Gesunde Jungpflanzen für einen guten, kraftvollen Start ins Leben

Jede Jahreszeit hält für die Landwirtschaft besondere Aufgaben bereit. Die ersten Monate des Jahres stehen vor allem im Zeichen der Jungpflanzen. Gemüse-Gärtner im Friedfertigen Landbau geben uns einen Einblick in ihre Tätigkeit.

„In unserer Gärtnerei werden die Jungpflanzen für den Gemüseanbau herangezogen“, berichtet ein Gemüse-Gärtner, „um den Gemüsepflänzchen durch optimale Keimbedingungen einen Wachstumsvorsprung und einen guten Start zu ermöglichen. Wichtig ist die richtige Erde. Wir verwenden eine extra für uns hergestellte Mischung aus hauptsächlich Kompost und Torf, versetzt mit Mineralien und Nährstoffen rein pflanzlichen Ursprungs. Üblicherweise werden hierfür Hornspäne, Hornmehle oder Haarmehl verwendet. Die konventionellen Betriebe nutzen hauptsächlich hundertprozentiges Torfsubstrat gemischt mit synthetischen Düngern. Nicht so im Friedfertigen Landbau!

Vom kleinen Samenkorn zur kräftigen Jungpflanze

Ich bin eine Gurken-Pflanze

Die Jungpflanzenerde wird angefeuchtet und mit Hilfe einer Erdtopfpresse in kleine Töpfchen geformt. In diesen Töpfchen wird in einer Vertiefung das Saatgut abgelegt. Das Ganze wird mit feinem Sand abgestreut und in eine Jungpflanzenkiste gesetzt.
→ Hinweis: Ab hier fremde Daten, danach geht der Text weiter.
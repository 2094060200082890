//! The data model: work items pulled from the media report, the durable
//! per-file record, and the denormalized stats block.

use std::collections::HashMap;

use serde::{Deserialize, Serialize};

/// Resolution class as reported by the media probe.
#[derive(Debug, Clone, Copy, PartialEq, Eq, Serialize, Deserialize)]
#[serde(rename_all = "lowercase")]
pub enum Resolution {
    #[serde(rename = "4K")]
    Uhd,
    #[serde(rename = "1080p")]
    Fhd,
    #[serde(rename = "720p")]
    Hd,
    #[serde(rename = "480p")]
    Sd480,
    #[serde(rename = "SD")]
    Sd,
}

impl Resolution {
    pub fn as_str(&self) -> &'static str {
        match self {
            Resolution::Uhd => "4K",
            Resolution::Fhd => "1080p",
            Resolution::Hd => "720p",
            Resolution::Sd480 => "480p",
            Resolution::Sd => "SD",
        }
    }
}

#[derive(Debug, Clone, Copy, PartialEq, Eq, Serialize, Deserialize)]
#[serde(rename_all = "lowercase")]
pub enum LibraryType {
    Movie,
    Series,
    Show,
    Tv,
    Anime,
}

impl LibraryType {
    /// Collapses the report's five library types down to the two content
    /// types the encode-parameter tables are keyed by.
    pub fn content_type(&self) -> &'static str {
        match self {
            LibraryType::Movie => "movie",
            _ => "series",
        }
    }
}

#[derive(Debug, Clone, Serialize, Deserialize)]
pub struct AudioStream {
    pub codec: String,
    pub codec_raw: String,
    pub lossless: bool,
    pub channels: u32,
    pub language: Option<String>,
}

/// One row in the run queue: report metadata plus the priority tier it was
/// assigned to during queue construction. Immutable for the life of a run.
#[derive(Debug, Clone, Serialize, Deserialize)]
pub struct WorkItem {
    pub filepath: String,
    pub filename: String,
    pub file_size_bytes: i64,
    pub file_size_gb: f64,
    pub duration_seconds: f64,
    pub bitrate_kbps: f64,
    pub video_codec: String,
    pub video_codec_raw: String,
    pub resolution_class: String,
    pub hdr: bool,
    pub bit_depth: u32,
    pub audio_streams: Vec<AudioStream>,
    pub subtitle_count: u32,
    pub library_type: LibraryType,
    pub priority_tier: usize,
    pub tier_name: String,
}

impl WorkItem {
    pub fn res_key(&self) -> String {
        if self.resolution_class == "4K" {
            if self.hdr {
                "4K_HDR".to_string()
            } else {
                "4K_SDR".to_string()
            }
        } else {
            self.resolution_class.clone()
        }
    }
}

#[derive(Debug, Clone, Copy, PartialEq, Eq, Serialize, Deserialize)]
#[serde(rename_all = "lowercase")]
pub enum FileStatus {
    Pending,
    Fetching,
    Fetched,
    Encoding,
    Encoded,
    Uploading,
    Uploaded,
    Verified,
    Replacing,
    Replaced,
    Skipped,
    Error,
}

impl FileStatus {
    pub fn is_terminal(&self) -> bool {
        matches!(
            self,
            FileStatus::Replaced | FileStatus::Verified | FileStatus::Skipped | FileStatus::Error
        )
    }

    /// Statuses the orchestrator treats as "partway through, keep driving".
    pub fn is_ready_to_advance(&self) -> bool {
        matches!(
            self,
            FileStatus::Fetched
                | FileStatus::Encoding
                | FileStatus::Encoded
                | FileStatus::Uploading
                | FileStatus::Uploaded
                | FileStatus::Replacing
        )
    }

    /// In-flight statuses whose durability depends on a temp file existing;
    /// missing that file at startup means the prior process died mid-stage.
    pub fn is_zombie_candidate(&self) -> bool {
        matches!(
            self,
            FileStatus::Fetching | FileStatus::Encoding | FileStatus::Uploading
        )
    }
}

/// The durable, mutable record for one source path. Every field beyond
/// `status`/`added`/`last_updated` is optional because most are only
/// populated once the corresponding stage runs.
#[derive(Debug, Clone, Serialize, Deserialize)]
pub struct FileRecord {
    pub status: FileStatus,
    pub added: chrono::DateTime<chrono::Utc>,
    pub last_updated: chrono::DateTime<chrono::Utc>,

    #[serde(default, skip_serializing_if = "Option::is_none")]
    pub local_input_path: Option<String>,
    #[serde(default, skip_serializing_if = "Option::is_none")]
    pub local_output_path: Option<String>,
    #[serde(default, skip_serializing_if = "Option::is_none")]
    pub destination_path: Option<String>,
    #[serde(default, skip_serializing_if = "Option::is_none")]
    pub final_path: Option<String>,
    #[serde(default, skip_serializing_if = "Option::is_none")]
    pub backup_path: Option<String>,

    #[serde(default, skip_serializing_if = "Option::is_none")]
    pub input_size_bytes: Option<i64>,
    #[serde(default, skip_serializing_if = "Option::is_none")]
    pub output_size_bytes: Option<i64>,
    #[serde(default, skip_serializing_if = "Option::is_none")]
    pub bytes_saved: Option<i64>,
    #[serde(default, skip_serializing_if = "Option::is_none")]
    pub compression_ratio: Option<f64>,
    #[serde(default, skip_serializing_if = "Option::is_none")]
    pub encode_time_secs: Option<f64>,

    #[serde(default, skip_serializing_if = "Option::is_none")]
    pub res_key: Option<String>,

    #[serde(default, skip_serializing_if = "Option::is_none")]
    pub last_error: Option<String>,
    #[serde(default, skip_serializing_if = "Option::is_none")]
    pub last_error_stage: Option<String>,
    #[serde(default, skip_serializing_if = "Option::is_none")]
    pub reason: Option<String>,
}

impl FileRecord {
    pub fn new(now: chrono::DateTime<chrono::Utc>) -> Self {
        FileRecord {
            status: FileStatus::Pending,
            added: now,
            last_updated: now,
            local_input_path: None,
            local_output_path: None,
            destination_path: None,
            final_path: None,
            backup_path: None,
            input_size_bytes: None,
            output_size_bytes: None,
            bytes_saved: None,
            compression_ratio: None,
            encode_time_secs: None,
            res_key: None,
            last_error: None,
            last_error_stage: None,
            reason: None,
        }
    }
}

/// Per-resolution-class rollup, summed across completed items of that class.
#[derive(Debug, Clone, Default, Serialize, Deserialize)]
pub struct TierStats {
    #[serde(default)]
    pub completed: u64,
    #[serde(default)]
    pub bytes_saved: i64,
    #[serde(default)]
    pub total_input_bytes: i64,
    #[serde(default)]
    pub total_output_bytes: i64,
    #[serde(default)]
    pub total_encode_time_secs: f64,
}

/// Denormalized global counters kept current on every completed transition,
/// so reporting never has to rescan the full file map.
#[derive(Debug, Clone, Default, Serialize, Deserialize)]
pub struct GlobalStats {
    #[serde(default)]
    pub total_files: u64,
    #[serde(default)]
    pub completed: u64,
    #[serde(default)]
    pub skipped: u64,
    #[serde(default)]
    pub errors: u64,
    #[serde(default)]
    pub bytes_saved: i64,
    #[serde(default)]
    pub total_encode_time_secs: f64,
    #[serde(default)]
    pub tier_stats: HashMap<String, TierStats>,
}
In der feuchten Erde und darüber gestreutem feinen Sand, der den Keimling vor dem Austrocknen schützt, entwickelt sich nun das kleine Pflänzchen. Zunächst quillt das Korn auf, um schon kurze Zeit später eine kleine Pfahlwurzel in das Töpfchen zu bohren. Danach reckt sich ein kleiner Trieb durch den Sand nach oben, dem Sonnenlicht entgegen. Dies schafft das kleine Lebewesen nur mit der richtigen Temperatur und angepasster Wassergabe. Es muss aus eigener Energie zu einer gesunden kleinen Gemüsepflanze heranwachsen. Biologisch erzeugtes Saatgut, mit seiner besonderen inneren Vitalität, ist der Grundstock, damit ein robustes Pflänzchen ohne Hilfsstoffe entsteht.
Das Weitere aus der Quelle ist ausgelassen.